Hiroshi Inoue wrote:
>
> > -----Original Message-----
> > From: pgsql-hackers-owner@hub.org [mailto:pgsql-hackers-owner@hub.org]On
> > Behalf Of Jeff Hoffmann
> >
>
> [snip]
>
> >
> > pages_fetched = ceil(baserel->pages * log(tuples_fetched /
> > baserel->pages + 1.0));
> >
>
> Unfortunately I didn't understand this well either.
>
> pages_fetched seems to be able to be greater than
> baserel->pages.
not only does it seem that way, you can expect it to happen fairly
frequently, even if you're pulling only 1-2% of the records with a
query. if you don't believe it, check the actual performance of a few
queries.
> But if there's sufficiently large buffer
> space pages_fetched would be <= baserel->pages.

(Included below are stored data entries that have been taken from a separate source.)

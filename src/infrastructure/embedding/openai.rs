//! OpenAI embedding provider implementation

use async_trait::async_trait;
use serde::Deserialize;

use super::HttpClientTrait;
use crate::domain::embedding::EmbeddingProvider;
use crate::domain::DomainError;

const DEFAULT_OPENAI_BASE_URL: &str = "https://api.openai.com";

/// Model the evidence collections were embedded with
pub const DEFAULT_EMBEDDING_MODEL: &str = "text-embedding-ada-002";

/// OpenAI embedding provider
#[derive(Debug)]
pub struct OpenAiEmbeddingProvider<C: HttpClientTrait> {
    client: C,
    auth_header: String,
    base_url: String,
}

impl<C: HttpClientTrait> OpenAiEmbeddingProvider<C> {
    /// Create a new OpenAI embedding provider
    pub fn new(client: C, api_key: impl Into<String>) -> Self {
        Self::with_base_url(client, api_key, DEFAULT_OPENAI_BASE_URL)
    }

    /// Create a new provider with custom base URL
    pub fn with_base_url(
        client: C,
        api_key: impl Into<String>,
        base_url: impl Into<String>,
    ) -> Self {
        let auth_header = format!("Bearer {}", api_key.into());
        let base_url = base_url.into().trim_end_matches('/').to_string();

        Self {
            client,
            auth_header,
            base_url,
        }
    }

    fn embeddings_url(&self) -> String {
        format!("{}/v1/embeddings", self.base_url)
    }

    fn headers(&self) -> Vec<(&str, &str)> {
        vec![
            ("Authorization", self.auth_header.as_str()),
            ("Content-Type", "application/json"),
        ]
    }

    fn parse_response(
        &self,
        json: serde_json::Value,
        expected: usize,
    ) -> Result<Vec<Vec<f32>>, DomainError> {
        let response: OpenAiEmbeddingResponse = serde_json::from_value(json).map_err(|e| {
            DomainError::provider("openai", format!("Failed to parse embedding response: {}", e))
        })?;

        if response.data.len() != expected {
            return Err(DomainError::provider(
                "openai",
                format!(
                    "Expected {} embeddings, got {}",
                    expected,
                    response.data.len()
                ),
            ));
        }

        let mut data = response.data;
        data.sort_by_key(|d| d.index);

        Ok(data.into_iter().map(|d| d.embedding).collect())
    }
}

#[async_trait]
impl<C: HttpClientTrait> EmbeddingProvider for OpenAiEmbeddingProvider<C> {
    async fn embed(&self, model: &str, inputs: Vec<String>) -> Result<Vec<Vec<f32>>, DomainError> {
        let expected = inputs.len();
        let body = serde_json::json!({
            "model": model,
            "input": inputs,
        });

        let response = self
            .client
            .post_json(&self.embeddings_url(), self.headers(), &body)
            .await?;

        self.parse_response(response, expected)
    }

    fn provider_name(&self) -> &'static str {
        "openai"
    }

    fn default_model(&self) -> &'static str {
        DEFAULT_EMBEDDING_MODEL
    }
}

#[derive(Debug, Deserialize)]
struct OpenAiEmbeddingResponse {
    data: Vec<OpenAiEmbeddingData>,
}

#[derive(Debug, Deserialize)]
struct OpenAiEmbeddingData {
    index: usize,
    embedding: Vec<f32>,
}

#[cfg(test)]
mod tests {
    use super::*;
    use crate::infrastructure::llm::MockHttpClient;

    const TEST_URL: &str = "https://api.openai.com/v1/embeddings";

    fn create_mock_response(indices: &[usize], dimensions: usize) -> serde_json::Value {
        let data: Vec<serde_json::Value> = indices
            .iter()
            .map(|&i| {
                let embedding: Vec<f32> = (0..dimensions).map(|_| i as f32).collect();
                serde_json::json!({"index": i, "embedding": embedding, "object": "embedding"})
            })
            .collect();

        serde_json::json!({
            "model": "text-embedding-ada-002",
            "data": data,
            "usage": {"prompt_tokens": 10, "total_tokens": 10}
        })
    }

    #[tokio::test]
    async fn test_embed_single_text() {
        let client = MockHttpClient::new().with_response(TEST_URL, create_mock_response(&[0], 1536));
        let provider = OpenAiEmbeddingProvider::new(client, "test-api-key");

        let vectors = provider
            .embed(DEFAULT_EMBEDDING_MODEL, vec!["import os".into()])
            .await
            .unwrap();

        assert_eq!(vectors.len(), 1);
        assert_eq!(vectors[0].len(), 1536);
    }

    #[tokio::test]
    async fn test_embed_restores_input_order() {
        let client =
            MockHttpClient::new().with_response(TEST_URL, create_mock_response(&[1, 0], 2));
        let provider = OpenAiEmbeddingProvider::new(client, "test-api-key");

        let vectors = provider
            .embed(DEFAULT_EMBEDDING_MODEL, vec!["a".into(), "b".into()])
            .await
            .unwrap();

        assert_eq!(vectors[0], vec![0.0, 0.0]);
        assert_eq!(vectors[1], vec![1.0, 1.0]);
    }

    #[tokio::test]
    async fn test_embed_count_mismatch() {
        let client = MockHttpClient::new().with_response(TEST_URL, create_mock_response(&[0], 2));
        let provider = OpenAiEmbeddingProvider::new(client, "test-api-key");

        let result = provider
            .embed(DEFAULT_EMBEDDING_MODEL, vec!["a".into(), "b".into()])
            .await;

        assert!(result.is_err());
    }

    #[tokio::test]
    async fn test_embed_error() {
        let client = MockHttpClient::new().with_error(TEST_URL, "Rate limit exceeded");
        let provider = OpenAiEmbeddingProvider::new(client, "test-api-key");

        let result = provider.embed(DEFAULT_EMBEDDING_MODEL, vec!["x".into()]).await;

        assert!(result.is_err());
    }

    #[tokio::test]
    async fn test_request_body() {
        let client = MockHttpClient::new().with_response(TEST_URL, create_mock_response(&[0], 2));
        let provider = OpenAiEmbeddingProvider::new(client, "test-api-key");

        provider.embed("text-embedding-3-small", vec!["x".into()]).await.unwrap();

        let body = &provider.client.bodies()[0];
        assert_eq!(body["model"], "text-embedding-3-small");
        assert_eq!(body["input"], serde_json::json!(["x"]));
    }

    #[test]
    fn test_provider_info() {
        let provider = OpenAiEmbeddingProvider::new(MockHttpClient::new(), "test-key");

        assert_eq!(provider.provider_name(), "openai");
        assert_eq!(provider.default_model(), "text-embedding-ada-002");
    }
}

> Are there any assupmtions about buffer space ?
>
the # of pages fetched would be the same, it'd just be cheaper to pull
them from the buffer instead of from disk. that's what isn't being
taken into consideration properly in the estimate.
the real question is what assumptions can you make about buffer space?
you don't know how many concurrent accesses there are (all sharing
buffer space). i also don't think you can count on knowing the size of
the buffer space. therefore, the buffer space is set to some constant
intermediate value & it is taken account of, at least in the
cost_nonsequential_tuple.
the question is this: shouldn't you be able to make an educated guess at
this by dividing the total buffer space allocated by the backend by the
number of postmaster processes running at the time? or don't you know
those things?
jeff